Suddenly I’m this and I’m that and I’m like...am I?

It’s very strange.

And things from the past, people from the past (I say the past like it’s a place....ok one must only refer to the past like it is a different region if one has been alive long enough, when the past is like 5 months ago you can’t do that)
But that’s what the spill did, it made time stretch and now everything’s different
Things from the pa.... things from before don’t bother me as much.

And in college, in the lab I hear words coming out of my mouth “oscillate that defibrillator at the proverbial antidisestablishmentarianism” (well, like that impressive but it actually making sense) and I’m like...who said that? And it was me!

Have I been possessed by the spirit of the well adjusted? Is this the finding of self in college? It came on fast! And if that’s all it is why don’t I feel comfortable in this new self? She wears size 12 jeans! And understands her lecturers! She’s everything I’ve ever hated.

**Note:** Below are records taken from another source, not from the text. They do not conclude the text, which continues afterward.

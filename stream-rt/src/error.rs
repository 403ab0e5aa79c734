//! Error taxonomy shared by every fallible operation in this crate.

use std::fmt;
use thiserror::Error;

/// The result type threaded through every fallible stream operation.
pub type Result<T> = std::result::Result<T, StreamError>;

/// Everything that can go wrong while reading, writing, or validating a
/// stream.
#[derive(Error, Debug)]
pub enum StreamError {
    /// A read or write ran past the end of the backing store.
    #[error("end of stream at position {pos} (wanted {wanted} more byte(s), {available} available)")]
    EndOfStream {
        pos: u64,
        wanted: u64,
        available: u64,
    },

    /// `ensure_fixed_contents` found a mismatch.
    #[error("unexpected fixed contents at position {pos}: expected {expected:02x?}, got {actual:02x?}")]
    UnexpectedFixedContent {
        pos: u64,
        actual: Vec<u8>,
        expected: Vec<u8>,
    },

    /// A schema-level endianness switch produced no match. The stream engine
    /// never raises this itself; it exists so generated code can propagate it
    /// through this crate's `Result`.
    #[error("no matching case for endianness switch")]
    UndecidedEndianness,

    /// A validation check failed.
    #[error("validation failed at position {pos} ({path}): {kind}")]
    ValidationFailed {
        kind: ValidationError,
        pos: u64,
        path: String,
    },

    /// An invalid modulo divisor was supplied to `mod`.
    #[error("arithmetic error: {0}")]
    Arithmetic(String),

    /// An operation was requested that this implementation does not support.
    #[error("unsupported operation: {0}")]
    UnsupportedOperation(String),

    /// The underlying backing store failed.
    #[error("I/O error")]
    Io(#[from] std::io::Error),

    /// Both the pending bit-residue flush and the backing store's own
    /// `close` failed. The close error is primary (this is what
    /// [`std::error::Error::source`] points to); the flush error that
    /// preceded it is attached as suppressed context rather than discarded,
    /// per spec.md §5.
    #[error("failed to close stream: {source}")]
    Close {
        #[source]
        source: Box<StreamError>,
        suppressed: Box<StreamError>,
    },
}

/// The specific kind of validation failure, carried inside
/// [`StreamError::ValidationFailed`].
#[derive(Debug)]
pub enum ValidationError {
    NotEqual { actual: String, expected: String },
    LessThan { actual: String, min: String },
    GreaterThan { actual: String, max: String },
    NotAnyOf { actual: String },
    NotInEnum { actual: String },
    ExprFailed,
}

impl fmt::Display for ValidationError {
    fn fmt(&self, f: &mut fmt::Formatter<'_>) -> fmt::Result {
        match self {
            ValidationError::NotEqual { actual, expected } => {
                write!(f, "not equal: expected {expected}, got {actual}")
            }
            ValidationError::LessThan { actual, min } => {
                write!(f, "{actual} is less than the minimum of {min}")
            }
            ValidationError::GreaterThan { actual, max } => {
                write!(f, "{actual} is greater than the maximum of {max}")
            }
            ValidationError::NotAnyOf { actual } => {
                write!(f, "{actual} did not match any of the allowed values")
            }
            ValidationError::NotInEnum { actual } => {
                write!(f, "{actual} is not a member of the expected enum")
            }
            ValidationError::ExprFailed => write!(f, "validation expression failed"),
        }
    }
}

impl StreamError {
    /// Build an [`StreamError::EndOfStream`] for a read/write of `wanted`
    /// bytes attempted at `pos` against a store of `available` remaining
    /// bytes.
    pub fn eos(pos: u64, wanted: u64, available: u64) -> Self {
        StreamError::EndOfStream {
            pos,
            wanted,
            available,
        }
    }
}
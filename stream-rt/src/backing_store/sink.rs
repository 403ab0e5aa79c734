use super::BackingStore;
use crate::error::{Result, StreamError};

/// A growable, write-only-in-spirit backing store for serialization
/// scenarios where the final size isn't known up front.
///
/// Unlike [`super::MemoryStore`], `seek` accepts any position and `write_n`
/// extends the buffer (zero-filling the gap) rather than failing.
#[derive(Debug, Default, Clone)]
pub struct SinkStore {
    data: Vec<u8>,
    pos: u64,
}

impl SinkStore {
    pub fn new() -> Self {
        Self::default()
    }
}

impl BackingStore for SinkStore {
    fn pos(&self) -> u64 {
        self.pos
    }

    fn size(&self) -> u64 {
        self.data.len() as u64
    }

    fn seek(&mut self, pos: u64) -> Result<()> {
        self.pos = pos;
        Ok(())
    }

    fn read_n(&mut self, n: u64) -> Result<Vec<u8>> {
        let end = self.pos.checked_add(n).ok_or_else(|| {
            StreamError::eos(self.pos, n, self.size().saturating_sub(self.pos))
        })?;
        if end > self.size() {
            return Err(StreamError::eos(
                self.pos,
                n,
                self.size().saturating_sub(self.pos),
            ));
        }
        let out = self.data[self.pos as usize..end as usize].to_vec();
        self.pos = end;
        Ok(out)
    }

    fn write_n(&mut self, bytes: &[u8]) -> Result<()> {
        let start = self.pos as usize;
        if start > self.data.len() {
            self.data.resize(start, 0);
        }
        let end = start + bytes.len();
        if end > self.data.len() {
            self.data.resize(end, 0);
        }
        self.data[start..end].copy_from_slice(bytes);
        self.pos = end as u64;
        Ok(())
    }

    fn close(&mut self) -> Result<()> {
        Ok(())
    }

    fn to_byte_array(&self) -> Vec<u8> {
        self.data.clone()
    }
}
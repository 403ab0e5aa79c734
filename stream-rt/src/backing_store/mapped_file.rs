use super::{check_bounds, BackingStore};
use crate::error::{Result, StreamError};
use memmap2::{Mmap, MmapOptions};
use std::fs::File;
use std::path::Path;

/// A read-only, memory-mapped file backing store.
///
/// Grounded in the pack's `bsa-rs` reference (`other_examples`), which wraps
/// `memmap2::{Mmap, MmapOptions}` behind the same kind of bounded-read
/// `Source` trait this crate's `BackingStore` plays here.
#[derive(Debug)]
pub struct MappedFileStore {
    mmap: Mmap,
    pos: u64,
}

impl MappedFileStore {
    pub fn open(path: impl AsRef<Path>) -> Result<Self> {
        let file = File::open(path)?;
        // Safety: the mapped file must not be modified by another process
        // for the lifetime of this mapping; this is the standard caveat of
        // `memmap2` and is accepted by callers of this constructor.
        let mmap = unsafe { MmapOptions::new().map(&file)? };
        Ok(Self { mmap, pos: 0 })
    }
}

impl BackingStore for MappedFileStore {
    fn pos(&self) -> u64 {
        self.pos
    }

    fn size(&self) -> u64 {
        self.mmap.len() as u64
    }

    fn seek(&mut self, pos: u64) -> Result<()> {
        check_bounds(pos, 0, self.size())?;
        self.pos = pos;
        Ok(())
    }

    fn read_n(&mut self, n: u64) -> Result<Vec<u8>> {
        check_bounds(self.pos, n, self.size())?;
        let start = self.pos as usize;
        let end = start + n as usize;
        let out = self.mmap[start..end].to_vec();
        self.pos += n;
        Ok(out)
    }

    fn write_n(&mut self, _bytes: &[u8]) -> Result<()> {
        Err(StreamError::UnsupportedOperation(
            "memory-mapped file backing store is read-only".into(),
        ))
    }

    fn close(&mut self) -> Result<()> {
        // `Mmap` unmaps on drop; unmapping failures are not surfaced by
        // memmap2, and that's acceptable per spec.md §4.1.
        Ok(())
    }

    fn to_byte_array(&self) -> Vec<u8> {
        self.mmap.to_vec()
    }
}
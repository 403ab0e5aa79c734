//! The central cursor type: [`Stream`] ties a [`BackingStore`] trait object
//! together with a [`BitAccumulator`] to give generated parser/serializer
//! code one seekable, dual-mode view over bytes and bits.
//!
//! Mirrors the teacher's `H263Reader` (`h263/src/read.rs`, also duplicated
//! under `parser/reader.rs` and `decoder/reader.rs`), which also pairs a
//! byte source with a bit-residue accumulator behind `read_bits` and
//! `read_u8` — generalized here to cover both directions (read and write)
//! and arbitrary backing stores rather than one fixed `&[u8]` bitstream.

use byteorder::{BigEndian, LittleEndian, ReadBytesExt, WriteBytesExt};
use std::path::Path;

use crate::backing_store::{BackingStore, FileStore, MemoryStore, SinkStore};
use crate::bits::{BitAccumulator, BitMode, BitOrder};
use crate::error::{Result, StreamError};

#[cfg(feature = "mmap")]
use crate::backing_store::MappedFileStore;

/// A seekable, dual-mode (read or write) stream over some [`BackingStore`].
///
/// Holds exactly one byte's worth of bit residue (via [`BitAccumulator`]) and
/// a list of child streams carved out for deferred write-back (§4.5).
#[derive(Debug)]
pub struct Stream {
    store: Box<dyn BackingStore>,
    bits: BitAccumulator,
    pending_children: Vec<PendingChild>,
}

#[derive(Debug)]
struct PendingChild {
    offset: u64,
    stream: Stream,
}
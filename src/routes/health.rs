//! Health check endpoints for liveness and readiness probes.

use axum::{extract::State, Json};
use serde::Serialize;

use crate::AppState;

/// Readiness probe detail.
#[derive(Debug, Serialize)]
pub struct HealthStatus {
    pub status: String,
    pub database: String,
}

/// Liveness probe — always returns OK if the process is running.
pub async fn live() -> &'static str {
    "OK"
}

/// Readiness probe — checks database connectivity.
pub async fn ready(State(state): State<AppState>) -> Json<HealthStatus> {
    let db_status = match sqlx::query("SELECT 1").execute(&state.db).await {
        Ok(_) => "connected".to_string(),
        Err(e) => {
            tracing::warn!(error = %e, "Database health check failed");
            format!("error: {e}")
        }
    };

    Json(HealthStatus {
        status: "ok".to_string(),
        database: db_status,
    })
}
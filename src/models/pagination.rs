//! Pagination primitives shared by the list endpoints and pages.

use serde::{Deserialize, Serialize};

/// Pagination query parameters. `page` is 1-based.
#[derive(Debug, Clone, Default, Deserialize)]
pub struct Pagination {
    pub page: Option<i64>,
    pub limit: Option<i64>,
}

impl Pagination {
    /// Maximum items per page.
    const MAX_LIMIT: i64 = 100;

    /// Default items per page.
    const DEFAULT_LIMIT: i64 = 10;

    pub fn limit(&self) -> i64 {
        self.limit
            .unwrap_or(Self::DEFAULT_LIMIT)
            .clamp(1, Self::MAX_LIMIT)
    }

    pub fn offset(&self) -> i64 {
        (self.current_page() - 1) * self.limit()
    }

    pub fn current_page(&self) -> i64 {
        self.page.unwrap_or(1).max(1)
    }
}

/// Pagination metadata returned alongside a page of items.
#[derive(Debug, Clone, Serialize)]
#[serde(rename_all = "camelCase")]
pub struct PageMeta {
    pub total: i64,
    pub page: i64,
    pub limit: i64,
    pub total_pages: i64,
}

/// Paged result envelope returned by list endpoints.
#[derive(Debug, Clone, Serialize)]
pub struct Paged<T: Serialize> {
    pub items: Vec<T>,
    pub pagination: PageMeta,
}

impl<T: Serialize> Paged<T> {
    pub fn new(items: Vec<T>, total: i64, pagination: &Pagination) -> Self {
        let limit = pagination.limit();
        Self {
            items,
            pagination: PageMeta {
                total,
                page: pagination.current_page(),
                limit,
                total_pages: (total + limit - 1) / limit,
            },
        }
    }
}

#[cfg(test)]
mod tests {
    use super::*;

    #[test]
    fn pagination_defaults() {
        let p = Pagination {
            page: None,
            limit: None,
        };
        assert_eq!(p.limit(), 10);
        assert_eq!(p.offset(), 0);
        assert_eq!(p.current_page(), 1);
    }

    #[test]
    fn pagination_clamps_limit() {
        let p = Pagination {
            page: Some(1),
            limit: Some(500),
        };
        assert_eq!(p.limit(), 100);
    }

    #[test]
    fn pagination_offset_calculation() {
        // page=2, limit=10 skips the first 10 records
        let p = Pagination {
            page: Some(2),
            limit: Some(10),
        };
        assert_eq!(p.offset(), 10);
    }

    #[test]
    fn paged_total_pages_is_ceiling() {
        let p = Pagination {
            page: Some(1),
            limit: Some(10),
        };
        let result = Paged::new(vec![1, 2, 3], 25, &p);
        assert_eq!(result.pagination.total_pages, 3);
        assert_eq!(result.pagination.total, 25);
        assert_eq!(result.pagination.page, 1);
    }

    #[test]
    fn paged_empty_collection_has_zero_pages() {
        let p = Pagination::default();
        let result = Paged::<i64>::new(vec![], 0, &p);
        assert_eq!(result.pagination.total_pages, 0);
    }

    #[test]
    fn page_meta_wire_names() {
        let p = Pagination {
            page: Some(1),
            limit: Some(10),
        };
        let json = serde_json::to_value(Paged::new(vec![1], 11, &p)).unwrap();
        assert_eq!(json["pagination"]["totalPages"], 2);
        assert_eq!(json["pagination"]["limit"], 10);
    }
}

Ah conformity, they were right, it does get you in the end, staying at home listening to The Smiths and The Cure perfecting your sulk just don’t cut it anymore


Maybe I’m reading into everything do much, I should just do a few more laps of this toxic river, come on in, the goo is fine!
On a more normal note; I can drive on the road! (it's one my new super powers, driving, understanding things, and being a size 12) luckily I still have my deep cynicism and inherent mistrust of “good times” to keep me anchored, otherwise I’m so full of helium I might just fly out of the atmosphere.
*said like Hammer time; and Stop! Its quote time!
When I hear somebody sigh, "Life is hard," I am always tempted to ask, "Compared to what?"
- Sydney J. Harris


I don't want to get to the end of my life and find that I lived just the length of it. I want to have lived the width of it as well.
- Diane Ackerman
I guess it’s just been a few months of a lot of activity that’s gotten me all ponderful.
I’m suddenly regretting the fact that I have to sleep to function. As it is 2am (hardcore! ROFLWSMTT... rolling on the floor laughing while still managing to type) I had best do that most monotonous of activities.
It’ll all work out.
(Does anyone know how to get toxic waste out of silk?)